Stored data entries:
┌──

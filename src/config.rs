/// Thresholds of the automatic draw rules.
#[derive(Debug, Clone, Copy, PartialEq, Eq, Hash)]
pub struct GameConfig {
    /// Half-moves without a capture or pawn move that end the game.
    pub fifty_move_limit: u32,
    /// Occurrences of one position that end the game.
    pub repetition_limit: u8,
}
impl GameConfig {
    pub fn with_fifty_move_limit(self, fifty_move_limit: u32) -> Self {
        GameConfig {
            fifty_move_limit,
            ..self
        }
    }
    pub fn with_repetition_limit(self, repetition_limit: u8) -> Self {
        GameConfig {
            repetition_limit,
            ..self
        }
    }
}
impl Default for GameConfig {
    fn default() -> Self {
        GameConfig {
            fifty_move_limit: 100,
            repetition_limit: 3,
        }
    }
}
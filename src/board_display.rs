use std::fmt::{self, Display, Formatter};

use crate::{color::Color, coord::Coord, piece::Piece, position::Position};

const WHITE: &str = "\x1b[30;107m";
const BLACK: &str = "\x1b[30;47m";
const HIGHLIGHTED: &str = "\x1b[30;103m";
const LAST_MOVE: &str = "\x1b[30;102m";
const RESET: &str = "\x1b[0m";

/// Terminal rendering of a position, with lines of `info` printed to the
/// right of the board.
pub struct BoardDisplay<'a, 'b> {
    pub position: &'a Position,
    pub view: Color,
    pub highlighted: &'a [Coord],
    pub info: &'b str,
}
impl BoardDisplay<'_, '_> {
    fn background(&self, cell: Coord) -> &'static str {
        let last_move = self
            .position
            .last_move()
            .is_some_and(|movement| movement.from == cell || movement.to == cell);
        if self.highlighted.contains(&cell) {
            HIGHLIGHTED
        } else if last_move {
            LAST_MOVE
        } else {
            match cell.color() {
                Color::White => WHITE,
                Color::Black => BLACK,
            }
        }
    }
}
impl Display for BoardDisplay<'_, '_> {
    fn fmt(&self, f: &mut Formatter<'_>) -> fmt::Result {
        let mut lines = self.info.lines().fuse();
        for row in 0..8 {
            let row = match self.view {
                Color::White => row,
                Color::Black => 7 - row,
            };
            for col in 0..8 {
                let col = match self.view {
                    Color::White => col,
                    Color::Black => 7 - col,
                };
                let cell = Coord::new(row, col);
                let background = self.background(cell);
                let symbol = self.position.piece_at(cell).map_or(' ', Piece::symbol);
                write!(f, "{background}{symbol} {RESET}")?;
            }
            write!(f, "{}", 8 - row)?;
            if let Some(line) = lines.next() {
                write!(f, " {line}")?;
            }
            writeln!(f)?;
        }
        match self.view {
            Color::White => write!(f, "a b c d e f g h")?,
            Color::Black => write!(f, "h g f e d c b a")?,
        }
        if let Some(line) = lines.next() {
            write!(f, "   {line}")?;
        }
        writeln!(f)?;
        for line in lines {
            writeln!(f, "                  {line}")?;
        }
        Ok(())
    }
}
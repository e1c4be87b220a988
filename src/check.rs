use crate::{color::Color, coord::Coord, position::Position};

impl Position {
    /// Whether `color`'s king is attacked. A position without that king is
    /// never in check.
    pub fn is_in_check(&self, color: Color) -> bool {
        let Some(king) = self.king(color) else {
            return false;
        };
        self.is_targeted(king.cell, !color)
    }
    /// Whether some piece of `attacker` has a pseudo-legal move onto the
    /// occupied `cell`. Pawns only target occupied diagonals, so this answers
    /// for cells holding a piece of the other side.
    fn is_targeted(&self, cell: Coord, attacker: Color) -> bool {
        self.pieces(attacker).any(|(index, _)| {
            self.pseudo_legal_moves(index)
                .iter()
                .any(|movement| movement.to == cell)
        })
    }
}
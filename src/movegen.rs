//! Pseudo-legal move generation: board edges and friendly blocking are
//! respected, leaving the own king in check is not.

use crate::{
    coord::{Coord, Vector, home_row, pawn_start_row, promotion_row},
    moves::{Move, Special},
    piece::{Piece, PieceKind},
    position::{PieceIndex, Position},
};
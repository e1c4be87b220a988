//! Chess rules engine: legal move generation, check detection, move
//! execution and the automatic end-of-game rules.
//!
//! [`Game`] is the entry point for playing; [`Position`] exposes the board
//! and the move generator underneath it.

#![forbid(unsafe_code)]
#![warn(clippy::pedantic)]
#![allow(clippy::must_use_candidate, clippy::missing_panics_doc)]

pub mod board_display;
mod check;
pub mod color;
pub mod config;
pub mod coord;
pub mod error;
pub mod game;
pub mod legal;
pub mod movegen;
pub mod moves;
pub mod piece;
pub mod position;
pub mod state;

pub use crate::{
    color::Color,
    config::GameConfig,
    coord::{Coord, Vector},
    error::MoveError,
    game::{Game, MoveOutcome},
    legal::Undo,
    moves::{Move, MoveRequest, Special},
    piece::{Piece, PieceKind},
    position::{PieceIndex, Position, PositionError},
    state::{EndReason, EndState, GameState},
};

/// A [`Coord`] from a square name, checked at compile time.
#[macro_export]
macro_rules! coord {
    ($name:literal) => {
        const { $crate::coord::Coord::from_name($name) }
    };
}
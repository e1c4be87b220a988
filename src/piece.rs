use std::fmt::{self, Display, Formatter};

use thiserror::Error;

use crate::{color::Color, coord::Coord};

#[derive(Debug, Clone, Copy, PartialEq, Eq, Hash)]
pub enum PieceKind {
    Pawn,
    Knight,
    Bishop,
    Rook,
    Queen,
    King,
}
impl PieceKind {
    pub const STARTING_CONFIGURATION: [Self; 8] = [
        PieceKind::Rook,
        PieceKind::Knight,
        PieceKind::Bishop,
        PieceKind::Queen,
        PieceKind::King,
        PieceKind::Bishop,
        PieceKind::Knight,
        PieceKind::Rook,
    ];
    /// Promotions never offer a choice; pawns always become this.
    pub const PROMOTION: Self = PieceKind::Queen;

    pub fn uppercase(self) -> char {
        match self {
            PieceKind::Pawn => 'P',
            PieceKind::Knight => 'N',
            PieceKind::Bishop => 'B',
            PieceKind::Rook => 'R',
            PieceKind::Queen => 'Q',
            PieceKind::King => 'K',
        }
    }
    pub fn lowercase(self) -> char {
        self.uppercase().to_ascii_lowercase()
    }
    pub fn from_letter(c: char) -> Result<Self, InvalidPieceLetter> {
        let piece = match c {
            'p' | 'P' => PieceKind::Pawn,
            'n' | 'N' => PieceKind::Knight,
            'b' | 'B' => PieceKind::Bishop,
            'r' | 'R' => PieceKind::Rook,
            'q' | 'Q' => PieceKind::Queen,
            'k' | 'K' => PieceKind::King,
            c => return Err(InvalidPieceLetter(c)),
        };
        Ok(piece)
    }
}
impl Display for PieceKind {
    fn fmt(&self, f: &mut Formatter<'_>) -> fmt::Result {
        match self {
            PieceKind::Pawn => write!(f, "pawn")?,
            PieceKind::Knight => write!(f, "knight")?,
            PieceKind::Bishop => write!(f, "bishop")?,
            PieceKind::Rook => write!(f, "rook")?,
            PieceKind::Queen => write!(f, "queen")?,
            PieceKind::King => write!(f, "king")?,
        }
        Ok(())
    }
}
#[derive(Debug, Clone, Copy, PartialEq, Eq, Hash, Error)]
#[error(
    "found `{0}`, expected one of `p`, `n`, `b`, `r`, `k`, `q`, or uppercase forms of these letters"
)]
pub struct InvalidPieceLetter(pub char);

/// A piece on the board. `cell` mirrors the position's grid, which stays
/// the authority on occupancy.
#[derive(Debug, Clone, Copy, PartialEq, Eq, Hash)]
pub struct Piece {
    pub kind: PieceKind,
    pub color: Color,
    pub cell: Coord,
    pub has_moved: bool,
}
impl Piece {
    pub fn new(kind: PieceKind, color: Color, cell: Coord) -> Self {
        Piece {
            kind,
            color,
            cell,
            has_moved: false,
        }
    }
    pub fn letter(self) -> char {
        match self.color {
            Color::White => self.kind.uppercase(),
            Color::Black => self.kind.lowercase(),
        }
    }
    pub fn symbol(self) -> char {
        match (self.color, self.kind) {
            (Color::White, PieceKind::Pawn) => '♙',
            (Color::White, PieceKind::Knight) => '♘',
            (Color::White, PieceKind::Bishop) => '♗',
            (Color::White, PieceKind::Rook) => '♖',
            (Color::White, PieceKind::Queen) => '♕',
            (Color::White, PieceKind::King) => '♔',
            (Color::Black, PieceKind::Pawn) => '♟',
            (Color::Black, PieceKind::Knight) => '♞',
            (Color::Black, PieceKind::Bishop) => '♝',
            (Color::Black, PieceKind::Rook) => '♜',
            (Color::Black, PieceKind::Queen) => '♛',
            (Color::Black, PieceKind::King) => '♚',
        }
    }
}
impl Display for Piece {
    fn fmt(&self, f: &mut Formatter<'_>) -> fmt::Result {
        write!(f, "{} {} on {}", self.color, self.kind, self.cell)?;
        Ok(())
    }
}
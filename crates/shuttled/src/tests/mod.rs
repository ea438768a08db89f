//! Test suites for the host bootstrap and serving loop.

mod support;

└──

▸ **WORK INSTRUCTIONS**:
In the entries above, find each line with "clippy" and list it.

▸ **WRITTEN RESPONSE**:
#![warn(clippy::pedantic)]
#![allow(clippy::must_use_candidate, clippy::missing_panics_doc)]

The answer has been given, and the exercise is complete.